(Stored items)
· · · ·

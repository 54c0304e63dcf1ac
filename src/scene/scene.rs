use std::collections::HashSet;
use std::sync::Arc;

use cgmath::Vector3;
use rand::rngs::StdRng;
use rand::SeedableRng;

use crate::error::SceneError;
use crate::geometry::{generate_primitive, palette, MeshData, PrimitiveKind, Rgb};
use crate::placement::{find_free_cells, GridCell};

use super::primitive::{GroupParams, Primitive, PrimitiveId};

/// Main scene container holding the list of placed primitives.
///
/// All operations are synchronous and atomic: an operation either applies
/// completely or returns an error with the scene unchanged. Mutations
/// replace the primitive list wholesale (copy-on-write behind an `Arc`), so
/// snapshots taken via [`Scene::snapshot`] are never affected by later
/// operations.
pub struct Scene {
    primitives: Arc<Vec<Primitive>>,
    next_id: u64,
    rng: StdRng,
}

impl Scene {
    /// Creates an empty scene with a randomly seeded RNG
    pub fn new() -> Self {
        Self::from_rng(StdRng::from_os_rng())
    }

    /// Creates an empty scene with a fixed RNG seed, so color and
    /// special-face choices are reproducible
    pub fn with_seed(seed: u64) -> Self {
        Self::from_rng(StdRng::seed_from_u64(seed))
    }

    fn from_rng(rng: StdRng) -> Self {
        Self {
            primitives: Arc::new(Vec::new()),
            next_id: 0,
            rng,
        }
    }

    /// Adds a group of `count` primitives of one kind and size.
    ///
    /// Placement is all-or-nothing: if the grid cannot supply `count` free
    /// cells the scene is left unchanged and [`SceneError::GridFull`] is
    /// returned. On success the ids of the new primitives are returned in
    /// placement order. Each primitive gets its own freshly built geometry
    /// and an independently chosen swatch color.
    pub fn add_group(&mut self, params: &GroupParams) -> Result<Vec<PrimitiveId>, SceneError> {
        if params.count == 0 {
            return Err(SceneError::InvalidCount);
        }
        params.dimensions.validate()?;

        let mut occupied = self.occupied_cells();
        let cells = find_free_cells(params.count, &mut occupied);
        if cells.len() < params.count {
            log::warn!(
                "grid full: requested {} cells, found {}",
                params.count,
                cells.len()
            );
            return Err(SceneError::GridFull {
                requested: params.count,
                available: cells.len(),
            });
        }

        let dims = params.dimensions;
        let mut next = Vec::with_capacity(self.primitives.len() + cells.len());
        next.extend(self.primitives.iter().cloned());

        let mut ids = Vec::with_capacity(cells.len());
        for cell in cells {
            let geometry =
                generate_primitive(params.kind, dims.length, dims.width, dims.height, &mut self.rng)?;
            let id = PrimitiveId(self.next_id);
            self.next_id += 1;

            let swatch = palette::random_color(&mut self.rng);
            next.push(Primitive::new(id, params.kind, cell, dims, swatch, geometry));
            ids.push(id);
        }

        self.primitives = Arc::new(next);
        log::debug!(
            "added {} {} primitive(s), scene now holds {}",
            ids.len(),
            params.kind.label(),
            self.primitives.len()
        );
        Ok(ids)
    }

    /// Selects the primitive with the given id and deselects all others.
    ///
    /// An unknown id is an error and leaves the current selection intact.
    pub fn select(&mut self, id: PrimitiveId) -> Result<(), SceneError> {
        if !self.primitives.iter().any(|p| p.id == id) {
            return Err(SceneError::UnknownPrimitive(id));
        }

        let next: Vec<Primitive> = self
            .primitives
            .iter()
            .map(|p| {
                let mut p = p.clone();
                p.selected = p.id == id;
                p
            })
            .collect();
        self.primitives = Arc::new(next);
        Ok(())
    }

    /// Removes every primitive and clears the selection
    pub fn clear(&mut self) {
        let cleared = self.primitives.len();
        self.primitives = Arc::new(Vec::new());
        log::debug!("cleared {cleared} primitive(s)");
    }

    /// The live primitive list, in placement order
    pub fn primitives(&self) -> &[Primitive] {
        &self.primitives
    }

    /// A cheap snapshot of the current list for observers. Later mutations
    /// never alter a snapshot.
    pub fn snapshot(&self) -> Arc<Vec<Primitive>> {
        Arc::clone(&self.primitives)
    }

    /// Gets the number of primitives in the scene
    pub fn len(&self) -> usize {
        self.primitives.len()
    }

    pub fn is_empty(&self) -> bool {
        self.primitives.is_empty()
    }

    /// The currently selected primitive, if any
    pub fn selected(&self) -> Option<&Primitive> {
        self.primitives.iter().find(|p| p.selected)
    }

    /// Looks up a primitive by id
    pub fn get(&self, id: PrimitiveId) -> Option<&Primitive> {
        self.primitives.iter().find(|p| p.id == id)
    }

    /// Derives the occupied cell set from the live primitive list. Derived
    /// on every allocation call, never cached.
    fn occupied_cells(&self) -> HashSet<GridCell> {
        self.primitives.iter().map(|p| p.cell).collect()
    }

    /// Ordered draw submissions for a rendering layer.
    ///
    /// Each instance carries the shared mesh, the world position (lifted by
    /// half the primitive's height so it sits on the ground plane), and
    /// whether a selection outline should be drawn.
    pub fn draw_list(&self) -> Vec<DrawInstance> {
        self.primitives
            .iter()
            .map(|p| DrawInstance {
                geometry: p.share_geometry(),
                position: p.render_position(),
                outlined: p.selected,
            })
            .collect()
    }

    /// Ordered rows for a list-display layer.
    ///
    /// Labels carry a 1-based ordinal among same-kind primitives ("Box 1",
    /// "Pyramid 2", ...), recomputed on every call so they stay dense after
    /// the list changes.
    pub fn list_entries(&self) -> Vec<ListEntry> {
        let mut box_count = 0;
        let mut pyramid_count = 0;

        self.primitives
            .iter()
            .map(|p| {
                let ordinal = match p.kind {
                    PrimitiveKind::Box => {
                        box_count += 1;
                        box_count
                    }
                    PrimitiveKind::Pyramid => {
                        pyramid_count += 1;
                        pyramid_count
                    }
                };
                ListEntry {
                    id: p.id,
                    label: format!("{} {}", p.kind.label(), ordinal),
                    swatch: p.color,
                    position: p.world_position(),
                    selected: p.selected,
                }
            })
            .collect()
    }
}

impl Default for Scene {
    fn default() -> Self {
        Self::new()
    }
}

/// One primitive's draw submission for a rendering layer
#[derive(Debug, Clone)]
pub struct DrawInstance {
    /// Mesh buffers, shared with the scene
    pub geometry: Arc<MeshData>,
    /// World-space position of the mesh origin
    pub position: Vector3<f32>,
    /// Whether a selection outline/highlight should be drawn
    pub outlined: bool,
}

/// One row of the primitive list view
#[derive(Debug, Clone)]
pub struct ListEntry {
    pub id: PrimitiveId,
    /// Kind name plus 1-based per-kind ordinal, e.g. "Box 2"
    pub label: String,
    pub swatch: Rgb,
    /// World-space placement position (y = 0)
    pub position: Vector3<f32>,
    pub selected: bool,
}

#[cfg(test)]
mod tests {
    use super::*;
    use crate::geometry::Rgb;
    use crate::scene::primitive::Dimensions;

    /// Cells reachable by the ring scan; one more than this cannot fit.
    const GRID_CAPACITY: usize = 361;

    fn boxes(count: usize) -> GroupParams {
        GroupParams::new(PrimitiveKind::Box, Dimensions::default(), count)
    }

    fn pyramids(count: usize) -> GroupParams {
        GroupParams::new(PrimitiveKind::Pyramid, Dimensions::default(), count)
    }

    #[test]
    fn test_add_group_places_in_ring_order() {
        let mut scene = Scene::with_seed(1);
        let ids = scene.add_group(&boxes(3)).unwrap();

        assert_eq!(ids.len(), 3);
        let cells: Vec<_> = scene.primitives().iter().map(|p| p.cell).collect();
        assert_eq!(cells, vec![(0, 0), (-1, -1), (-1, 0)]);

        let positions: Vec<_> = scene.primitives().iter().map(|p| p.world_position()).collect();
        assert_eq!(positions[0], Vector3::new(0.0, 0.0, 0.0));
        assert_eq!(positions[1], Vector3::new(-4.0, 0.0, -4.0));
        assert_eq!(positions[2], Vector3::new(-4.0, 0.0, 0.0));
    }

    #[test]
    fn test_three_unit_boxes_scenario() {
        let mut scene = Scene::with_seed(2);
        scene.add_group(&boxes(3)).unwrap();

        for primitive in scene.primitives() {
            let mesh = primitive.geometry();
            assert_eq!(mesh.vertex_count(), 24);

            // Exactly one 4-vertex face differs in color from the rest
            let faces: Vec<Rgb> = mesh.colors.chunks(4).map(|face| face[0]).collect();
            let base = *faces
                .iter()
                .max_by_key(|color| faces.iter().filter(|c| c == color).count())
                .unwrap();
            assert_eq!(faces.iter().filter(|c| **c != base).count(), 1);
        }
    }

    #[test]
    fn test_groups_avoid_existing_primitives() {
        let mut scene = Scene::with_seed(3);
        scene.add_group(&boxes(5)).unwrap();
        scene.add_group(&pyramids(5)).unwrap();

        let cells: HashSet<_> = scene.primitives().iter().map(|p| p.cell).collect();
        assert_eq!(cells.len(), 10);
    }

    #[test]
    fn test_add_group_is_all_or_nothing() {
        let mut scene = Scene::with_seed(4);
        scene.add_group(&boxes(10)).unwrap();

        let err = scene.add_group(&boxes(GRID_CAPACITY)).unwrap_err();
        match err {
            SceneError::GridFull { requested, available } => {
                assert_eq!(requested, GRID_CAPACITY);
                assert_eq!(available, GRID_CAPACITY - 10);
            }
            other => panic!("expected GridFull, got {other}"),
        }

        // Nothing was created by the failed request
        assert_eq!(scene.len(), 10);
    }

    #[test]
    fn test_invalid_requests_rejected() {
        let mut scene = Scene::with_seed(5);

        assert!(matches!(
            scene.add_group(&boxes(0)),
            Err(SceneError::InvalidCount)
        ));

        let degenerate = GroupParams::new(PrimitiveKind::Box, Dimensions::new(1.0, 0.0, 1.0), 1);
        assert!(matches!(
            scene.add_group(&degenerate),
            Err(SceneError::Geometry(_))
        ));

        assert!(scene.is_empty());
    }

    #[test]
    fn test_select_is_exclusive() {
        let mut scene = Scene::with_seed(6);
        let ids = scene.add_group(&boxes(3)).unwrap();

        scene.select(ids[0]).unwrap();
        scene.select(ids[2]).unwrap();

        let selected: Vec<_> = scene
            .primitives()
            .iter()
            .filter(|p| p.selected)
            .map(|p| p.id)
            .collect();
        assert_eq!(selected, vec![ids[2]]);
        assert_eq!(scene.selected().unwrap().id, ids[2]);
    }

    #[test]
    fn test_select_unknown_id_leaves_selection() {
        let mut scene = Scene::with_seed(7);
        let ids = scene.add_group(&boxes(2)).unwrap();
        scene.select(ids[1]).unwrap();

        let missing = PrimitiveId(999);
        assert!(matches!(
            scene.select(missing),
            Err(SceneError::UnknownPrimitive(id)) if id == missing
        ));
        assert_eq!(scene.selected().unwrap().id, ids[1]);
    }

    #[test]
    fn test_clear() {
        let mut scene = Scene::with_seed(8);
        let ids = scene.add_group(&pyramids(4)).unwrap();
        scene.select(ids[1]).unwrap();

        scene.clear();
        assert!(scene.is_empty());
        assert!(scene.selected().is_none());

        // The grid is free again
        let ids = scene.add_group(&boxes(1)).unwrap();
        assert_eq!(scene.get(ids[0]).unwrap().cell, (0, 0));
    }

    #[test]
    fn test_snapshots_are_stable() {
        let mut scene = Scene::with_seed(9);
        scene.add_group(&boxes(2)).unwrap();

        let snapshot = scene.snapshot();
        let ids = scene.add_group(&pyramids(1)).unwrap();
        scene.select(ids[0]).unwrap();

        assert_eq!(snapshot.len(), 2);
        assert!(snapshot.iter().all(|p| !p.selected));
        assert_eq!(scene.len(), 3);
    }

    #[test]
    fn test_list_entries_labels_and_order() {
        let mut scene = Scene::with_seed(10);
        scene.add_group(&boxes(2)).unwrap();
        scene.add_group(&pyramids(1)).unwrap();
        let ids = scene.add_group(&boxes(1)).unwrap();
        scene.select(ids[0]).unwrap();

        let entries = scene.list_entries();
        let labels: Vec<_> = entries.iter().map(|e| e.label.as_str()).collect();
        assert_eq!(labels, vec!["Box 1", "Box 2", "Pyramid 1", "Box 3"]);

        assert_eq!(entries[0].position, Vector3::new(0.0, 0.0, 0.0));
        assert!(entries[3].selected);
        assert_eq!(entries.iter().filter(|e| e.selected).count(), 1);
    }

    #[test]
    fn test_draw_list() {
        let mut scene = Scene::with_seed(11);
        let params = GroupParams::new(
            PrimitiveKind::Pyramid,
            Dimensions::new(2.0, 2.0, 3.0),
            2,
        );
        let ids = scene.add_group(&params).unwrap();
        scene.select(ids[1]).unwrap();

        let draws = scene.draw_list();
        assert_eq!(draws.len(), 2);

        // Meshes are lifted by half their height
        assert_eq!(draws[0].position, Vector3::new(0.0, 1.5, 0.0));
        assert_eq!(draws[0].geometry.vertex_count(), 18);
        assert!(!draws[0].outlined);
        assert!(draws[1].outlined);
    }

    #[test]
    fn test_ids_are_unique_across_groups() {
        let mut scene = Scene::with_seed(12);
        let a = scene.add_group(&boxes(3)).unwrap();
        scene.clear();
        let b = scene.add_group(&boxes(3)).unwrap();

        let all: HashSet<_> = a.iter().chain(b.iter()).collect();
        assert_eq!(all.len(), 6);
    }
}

· · · ·

_Activity_. Starting at the line above that contains "assert_eq!(positions[2], Vector3::new(-4.0, 0.0, 0.0));", write out each line exactly until the line that contains "let faces: Vec<Rgb>" has been written, and stop there.

_Answer section_.
        assert_eq!(positions[2], Vector3::new(-4.0, 0.0, 0.0));
    }

    #[test]
    fn test_three_unit_boxes_scenario() {
        let mut scene = Scene::with_seed(2);
        scene.add_group(&boxes(3)).unwrap();

        for primitive in scene.primitives() {
            let mesh = primitive.geometry();
            assert_eq!(mesh.vertex_count(), 24);

            // Exactly one 4-vertex face differs in color from the rest
            let faces: Vec<Rgb> = mesh.colors.chunks(4).map(|face| face[0]).collect();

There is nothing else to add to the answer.